One of my dearest friends had her baby boy today, I am so happy for her. I know she will be a wonderful mom and I can't wait to be overloaded with baby pics. At the same time the green eyed monster called jealousy is rearing his ever loving mean head again. Not as bad as I thought it would be so that's good but I want a baby. I have been wanting a baby for years now but just can't seem to get motivated to lose the weight to see if I can even have a baby. Maybe one day soon I will get the kick in the butt I need and will stick to it.
I have been noticing A LOT of pregnant women lately, they seem to be everywhere I look. I understand why too cause winters are cold and dark and people stay home and what better to pass the time then doing the bedroom olympics. Sometimes it feels like a slap in the face other times it just a oh wow there sure are a lot of pregnant women around. I guess it just depends on my mood.

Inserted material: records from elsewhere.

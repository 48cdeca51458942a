//! First-class action types for tic-tac-toe.
//!
//! Moves are domain events, not side effects. They represent the
//! player's intent and can be validated independently of execution.

use crate::position::Position;
use crate::types::Player;
use serde::{Deserialize, Serialize};

/// A move in tic-tac-toe: a player placing their mark at a position.
///
/// Moves are first-class domain events that can be:
/// - Validated before application
/// - Serialized for replay
/// - Logged for debugging
#[derive(Debug, Clone, Copy, PartialEq, Eq, Hash, Serialize, Deserialize)]
pub struct Move {
    /// The player making the move.
    player: Player,
    /// The position where the player places their mark.
    position: Position,
}

impl Move {
    /// Creates a new move.
    pub fn new(player: Player, position: Position) -> Self {
        Self { player, position }
    }

    /// Returns the player making this move.
    pub fn player(&self) -> Player {
        self.player
    }

    /// Returns the position of this move.
    pub fn position(&self) -> Position {
        self.position
    }
}

impl std::fmt::Display for Move {
    fn fmt(&self, f: &mut std::fmt::Formatter<'_>) -> std::fmt::Result {
        write!(f, "{} -> {}", self.player, self.position.label())
    }
}

/// Error that can occur when validating or applying a move.
///
/// All variants are caller errors: they are rejected at the boundary
/// without mutating game state, never raised as panics.
#[derive(Debug, Clone, Copy, PartialEq, Eq, derive_more::Display)]
pub enum MoveError {
    /// The cell index is outside the board (must be 0-8).
    #[display("Cell index {} is out of range (must be 0-8)", _0)]
    OutOfRange(usize),

    /// The square at the position is already occupied.
    #[display("Square {} is already occupied", _0)]
    SquareOccupied(Position),

    /// The game is already over.
    #[display("Game is already over")]
    GameOver,

    /// It's not this player's turn.
    #[display("It's not {}'s turn", _0)]
    WrongPlayer(Player),
}

impl std::error::Error for MoveError {}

I know, it's all in my hands and I have the control to lose the weight if I just try, cause I have done it before but I dunno I just can't seem to get into the groove. I KNOW I NEED to, my health isn't getting any better in fact I am starting to find I have more problems now then before, especially with salt. But these are my problems and I have no one to blame but myself, and the people who enable me, the ones I know how to work to get my way and what I want. Who knows maybe turning 30 in a matter of weeks will be the kick start to me doing better. Or better yet maybe the fact that we will by no fault of our own have less money next year so we will have less food so we will have to make it stretch will be the kick I need. I just know that nagging me to do it isn't going to help. I just need to start out small and build from there.
Sorry for the rant just needed to get all that off my chest and for people to see.